- [Problem to solve]
From the entries below, please output exactly the lines starting at the one containing "use crate::sel4::SeL4Info;" and ending at the one containing "pub struct StackImage", both included.
==== Input records ====
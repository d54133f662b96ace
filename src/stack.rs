//! Builder for a thread's initial stack image.
//!
//! The image follows the System-V entry convention as the seL4 runtime
//! expects it, read from the stack pointer upward: argc, the argv pointers
//! with their null terminator, the envp pointers with theirs, the auxiliary
//! vector closed by an `AT_NULL` entry, padding to a 16-byte boundary, and
//! finally the string blobs themselves at the top of the stack.
//!
//! Strings are laid out from the stack top downward in the order they are
//! added, so the first string added sits at the highest address. Word and
//! int widths, endianness, and the auxv layout all come from the seL4 info
//! record rather than from the host.

use crate::sel4::SeL4Info;

const STACK_ALIGNMENT: usize = 16;

#[derive(Debug, Clone, Copy, PartialEq, Eq)]
pub struct AuxvEntry {
    pub a_type: u64,
    pub a_val: u64,
}

struct PlacedString {
    /// String bytes including the terminating NUL.
    bytes: Vec<u8>,
    addr: u64,
}

/// The finished image and the register values derived from it.
#[derive(Debug)]
pub struct StackImage {
    /// Stack bytes from the lowest address (the initial stack pointer)
    /// upward to the stack top.
    pub bytes: Vec<u8>,
    pub stack_pointer_addr: u64,
    /// argc, argv, envp as the first three entry arguments.
    pub arg0: u64,
    pub arg1: u64,
    pub arg2: u64,
}

pub struct StackBuilder<'a> {
    info: &'a SeL4Info,
    stack_top_addr: u64,
    /// Cursor for string placement; decremented before each string.
    custom_data_start: u64,
    args: Vec<PlacedString>,
    envs: Vec<PlacedString>,
    auxv: Vec<AuxvEntry>,
}

impl<'a> StackBuilder<'a> {
    pub fn new(info: &'a SeL4Info, stack_top_addr: u64) -> StackBuilder<'a> {
        StackBuilder {
            info,
            stack_top_addr,
            custom_data_start: stack_top_addr,
            args: Vec::new(),
            envs: Vec::new(),
            auxv: Vec::new(),
        }
    }

    pub fn push_arg(&mut self, arg: &str) {
        let placed = self.place_string(arg);
        self.args.push(placed);
    }

    pub fn push_env(&mut self, env: &str) {
        let placed = self.place_string(env);
        self.envs.push(placed);
    }

    pub fn push_auxv(&mut self, a_type: u64, a_val: u64) {
        self.auxv.push(AuxvEntry { a_type, a_val });
    }

    fn place_string(&mut self, s: &str) -> PlacedString {
        let mut bytes = s.as_bytes().to_vec();
        bytes.push(0);
        self.custom_data_start -= bytes.len() as u64;
        PlacedString {
            bytes,
            addr: self.custom_data_start,
        }
    }

    /// Each auxv entry is an int-sized `a_type`, compiler padding up to the
    /// offset of the `a_un` union, then a word-sized value.
    fn write_auxv(&self, data: &mut Vec<u8>, entry: AuxvEntry) {
        data.extend_from_slice(&self.info.encode_int(entry.a_type));
        let padding =
            usize::from(self.info.literals.auxv_un_offset) - usize::from(self.info.literals.int_bytes);
        data.resize(data.len() + padding, 0);
        data.extend_from_slice(&self.info.encode_word(entry.a_val));
    }

    pub fn finish(self) -> StackImage {
        let info = self.info;
        let word_len = info.word_len() as u64;
        let mut data: Vec<u8> = Vec::new();

        // argc
        data.extend_from_slice(&info.encode_word(self.args.len() as u64));

        // argv pointers, null-terminated
        for arg in &self.args {
            data.extend_from_slice(&info.encode_word(arg.addr));
        }
        data.extend_from_slice(&info.encode_word(0));

        // envp pointers, null-terminated
        for env in &self.envs {
            data.extend_from_slice(&info.encode_word(env.addr));
        }
        data.extend_from_slice(&info.encode_word(0));

        // auxiliary vector, closed by the AT_NULL entry
        for entry in &self.auxv {
            self.write_auxv(&mut data, *entry);
        }
        self.write_auxv(
            &mut data,
            AuxvEntry {
                a_type: info.literals.at_null,
                a_val: 0,
            },
        );

        // String blobs run from the cursor up to the stack top; appending
        // them in reverse-added order produces exactly that memory image.
        let mut blob: Vec<u8> = Vec::new();
        for placed in self.args.iter().chain(self.envs.iter()).rev() {
            blob.extend_from_slice(&placed.bytes);
        }

        let padding = (data.len() + blob.len()).wrapping_neg() % STACK_ALIGNMENT;
        data.resize(data.len() + padding, 0);
        data.extend_from_slice(&blob);

        let stack_pointer_addr = self.stack_top_addr - data.len() as u64;
        let arg0 = self.args.len() as u64;
        let arg1 = stack_pointer_addr + word_len;
        let arg2 = arg1 + word_len * (arg0 + 1);

        StackImage {
            bytes: data,
            stack_pointer_addr,
            arg0,
            arg1,
            arg2,
        }
    }
}

#[cfg(test)]
mod tests {
    use super::*;
    use crate::test_support::test_info;

    /// Pull the image apart again the way the runtime would read it.
    struct ParsedStack {
        argc: u64,
        argv: Vec<String>,
        envp: Vec<String>,
        auxv: Vec<AuxvEntry>,
    }

    fn parse(info: &SeL4Info, image: &StackImage, stack_top: u64) -> ParsedStack {
        let word = info.word_len();
        let base = image.stack_pointer_addr;
        let read_word = |offset: usize| -> u64 {
            let bytes = &image.bytes[offset..offset + word];
            let mut buf = [0u8; 8];
            buf[..word].copy_from_slice(bytes);
            u64::from_le_bytes(buf)
        };
        let read_string = |addr: u64| -> String {
            let offset = (addr - base) as usize;
            let end = image.bytes[offset..].iter().position(|b| *b == 0).unwrap() + offset;
            String::from_utf8(image.bytes[offset..end].to_vec()).unwrap()
        };

        let mut offset = 0;
        let argc = read_word(offset);
        offset += word;
        let mut argv = Vec::new();
        loop {
            let ptr = read_word(offset);
            offset += word;
            if ptr == 0 {
                break;
            }
            argv.push(read_string(ptr));
        }
        let mut envp = Vec::new();
        loop {
            let ptr = read_word(offset);
            offset += word;
            if ptr == 0 {
                break;
            }
            envp.push(read_string(ptr));
        }
        let mut auxv = Vec::new();
        loop {
            let int_len = usize::from(info.literals.int_bytes);
            let mut buf = [0u8; 8];
            buf[..int_len].copy_from_slice(&image.bytes[offset..offset + int_len]);
            let a_type = u64::from_le_bytes(buf);
            offset += usize::from(info.literals.auxv_un_offset);
            let a_val = read_word(offset);
            offset += word;
            auxv.push(AuxvEntry { a_type, a_val });
            if a_type == info.literals.at_null {
                break;
            }
        }
        assert_eq!(base + image.bytes.len() as u64, stack_top);
        ParsedStack {
            argc,
            argv,
            envp,
            auxv,
        }
    }

    #[test]
    fn round_trips_args_envs_and_auxv() {
        let info = test_info();
        let top = 0x405000u64;
        let mut builder = StackBuilder::new(&info, top);
        builder.push_arg("worker");
        builder.push_arg("--fast");
        builder.push_env("ipc_buffer=4218880");
        builder.push_auxv(info.literals.at_sel4_ipc_buffer_ptr, 0x406000);
        builder.push_auxv(info.literals.at_sysinfo, 0x500000);
        let image = builder.finish();

        let parsed = parse(&info, &image, top);
        assert_eq!(parsed.argc, 2);
        assert_eq!(parsed.argv, vec!["worker", "--fast"]);
        assert_eq!(parsed.envp, vec!["ipc_buffer=4218880"]);
        assert_eq!(
            parsed.auxv,
            vec![
                AuxvEntry {
                    a_type: info.literals.at_sel4_ipc_buffer_ptr,
                    a_val: 0x406000
                },
                AuxvEntry {
                    a_type: info.literals.at_sysinfo,
                    a_val: 0x500000
                },
                AuxvEntry { a_type: 0, a_val: 0 },
            ]
        );

        // The fixed part of the image ends 16-byte aligned.
        let blob_len: usize = ["worker", "--fast", "ipc_buffer=4218880"]
            .iter()
            .map(|s| s.len() + 1)
            .sum();
        assert_eq!((image.bytes.len() - blob_len) % STACK_ALIGNMENT, 0);

        // The first string added sits at the highest address.
        let first_arg_addr = top - ("worker".len() as u64 + 1);
        assert_eq!(
            &image.bytes[(first_arg_addr - image.stack_pointer_addr) as usize..],
            &b"worker\0"[..]
        );
    }

    #[test]
    fn entry_args_point_at_argv_and_envp() {
        let info = test_info();
        let mut builder = StackBuilder::new(&info, 0x800000);
        builder.push_arg("main");
        builder.push_env("a=1");
        builder.push_env("b=2");
        let image = builder.finish();

        let word = info.word_len() as u64;
        assert_eq!(image.arg0, 1);
        assert_eq!(image.arg1, image.stack_pointer_addr + word);
        // envp starts after argc, one argv pointer, and the argv terminator.
        assert_eq!(image.arg2, image.arg1 + word * 2);
        assert_eq!(image.stack_pointer_addr % 16, 0);
    }

    #[test]
    fn empty_stack_still_carries_the_terminators() {
        let info = test_info();
        let image = StackBuilder::new(&info, 0x800000).finish();
        // argc + argv null + envp null + one auxv entry, padded to 16.
        let word = info.word_len();
        let auxv_len = usize::from(info.literals.auxv_un_offset) + word;
        let fixed = 3 * word + auxv_len;
        assert_eq!(image.bytes.len(), fixed + (fixed.wrapping_neg() % 16));
        assert_eq!(image.arg0, 0);
    }
}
====
- [Final answer]
use crate::sel4::SeL4Info;

const STACK_ALIGNMENT: usize = 16;

#[derive(Debug, Clone, Copy, PartialEq, Eq)]
pub struct AuxvEntry {
    pub a_type: u64,
    pub a_val: u64,
}

struct PlacedString {
    /// String bytes including the terminating NUL.
    bytes: Vec<u8>,
    addr: u64,
}

/// The finished image and the register values derived from it.
#[derive(Debug)]
pub struct StackImage {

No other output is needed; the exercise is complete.